1

I have a body of text stored as a string. There are multiple substrings that i want to replace with a substring of that substring. This is a typical substring that i want to replace (note there are multiple substrings i want to replace).

$String = "loads of text [[gibberish text|Text i Want]] more text  [[gibberish text|Text i Want]] more text [[if no separator then  just remove tags]]";

$String = deleteStringBetweenStrings("[[", "|", $String , true);

deleteStringBetweenStrings is a recursive function that will delete all code between the 2 substrings (including the substrings) this will do what i want for the first substring but goes a bit crazy after this.

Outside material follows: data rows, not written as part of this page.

//! Command execution context

use crate::blocking::{BlockOp, BlockingCoordinator, ClientId};
use crate::notify::{EventClass, Notifier};
use crate::store::{KeySpace, KeyspaceStats, DEFAULT_MAX_INTSET_ENTRIES};
use bytes::Bytes;
use std::time::{Duration, Instant};

/// Per-connection state
#[derive(Debug, Clone, PartialEq, Eq)]
pub struct ClientState {
    pub id: ClientId,
    /// Selected database
    pub db: usize,
    pub name: Option<Bytes>,
}

impl ClientState {
    pub fn new(id: ClientId) -> Self {
        ClientState { id, db: 0, name: None }
    }
}

/// Everything commands operate on. Guarded by the dispatcher lock.
pub struct ServerState {
    pub dbs: Vec<KeySpace>,
    pub blocking: BlockingCoordinator,
    pub notifier: Notifier,
    /// Member count above which a compact set is converted
    pub set_max_intset_entries: usize,
    pub started: Instant,
    pub commands_processed: u64,
    pub connected_clients: usize,
    next_client_id: ClientId,
}

impl ServerState {
    pub fn new(databases: usize, set_max_intset_entries: usize, notifier: Notifier) -> Self {
        let blocking = BlockingCoordinator::new();
        let dbs = (0..databases)
            .map(|id| {
                let mut space = KeySpace::with_notifier(id, notifier.clone());
                space.set_modify_hook(blocking.modify_hook());
                space
            })
            .collect();

        ServerState {
            dbs,
            blocking,
            notifier,
            set_max_intset_entries,
            started: Instant::now(),
            commands_processed: 0,
            connected_clients: 0,
            next_client_id: 0,
        }
    }

    /// Register a new connection and hand out its state
    pub fn connect(&mut self) -> ClientState {
        self.next_client_id += 1;
        self.connected_clients += 1;
        ClientState::new(self.next_client_id)
    }

    /// Forget a connection; returns whether it was still blocked
    pub fn disconnect(&mut self, client: ClientId) -> bool {
        self.connected_clients = self.connected_clients.saturating_sub(1);
        self.blocking.unblock(client)
    }

    pub fn keyspace_stats(&self) -> Vec<KeyspaceStats> {
        self.dbs.iter().map(|db| db.stats()).collect()
    }
}

impl Default for ServerState {
    fn default() -> Self {
        Self::new(16, DEFAULT_MAX_INTSET_ENTRIES, Notifier::disabled())
    }
}

/// A blocking pop that found no data, waiting to be registered
#[derive(Debug, Clone, PartialEq)]
pub struct BlockRequest {
    pub keys: Vec<Bytes>,
    pub op: BlockOp,
    pub timeout: Option<Duration>,
}

/// Context provided to commands during execution
pub struct CommandContext<'a> {
    pub server: &'a mut ServerState,
    pub client: &'a mut ClientState,
    pending_block: Option<BlockRequest>,
}

impl<'a> CommandContext<'a> {
    pub fn new(server: &'a mut ServerState, client: &'a mut ClientState) -> Self {
        CommandContext {
            server,
            client,
            pending_block: None,
        }
    }

    /// Index of the selected database
    pub fn db_index(&self) -> usize {
        self.client.db
    }

    /// The selected database
    pub fn db(&mut self) -> &mut KeySpace {
        &mut self.server.dbs[self.client.db]
    }

    /// Report a modification of `key` in the selected database: wakes
    /// blocked clients and emits a keyspace event
    pub fn modified(&mut self, class: EventClass, event: &'static str, key: &Bytes) {
        let db = self.client.db;
        self.server.dbs[db].signal_modify_key(key);
        self.server.notifier.notify(class, event, key, db);
    }

    /// Emit a keyspace event without signalling a modification
    pub fn notify(&self, class: EventClass, event: &'static str, key: &Bytes) {
        self.server.notifier.notify(class, event, key, self.client.db);
    }

    /// Delete `key` if it holds a collection with no elements left
    pub fn remove_if_empty(&mut self, key: &Bytes) -> bool {
        let empty = self
            .db()
            .lookup_write(key)
            .is_some_and(|value| value.is_empty_collection());
        if empty {
            self.db().delete(key);
            self.notify(EventClass::Generic, "del", key);
        }
        empty
    }

    /// Park the client once the command returns
    pub fn block_on(&mut self, keys: Vec<Bytes>, op: BlockOp, timeout: Option<Duration>) {
        self.pending_block = Some(BlockRequest { keys, op, timeout });
    }

    pub fn take_pending_block(&mut self) -> Option<BlockRequest> {
        self.pending_block.take()
    }
}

function deleteStringBetweenStrings($beginning, $end, $string, $recursive)
{
    $beginningPos = strpos($string, $beginning);
    $endPos = strpos($string, $end);

if ($beginningPos === false || $endPos === false) 
{
    return $string;
}

$textToDelete = substr($string, $beginningPos, ($endPos + strlen($end)) - $beginningPos);

$string = str_replace($textToDelete, '', $string);

if (strpos($string, $beginning) && strpos($string, $end) && $recursive == true) 
{
    $string = deleteStringBetweenStrings($beginning, $end, $string, $recursive);
}
return $string;
}

Is there a more efficient way for me to do this?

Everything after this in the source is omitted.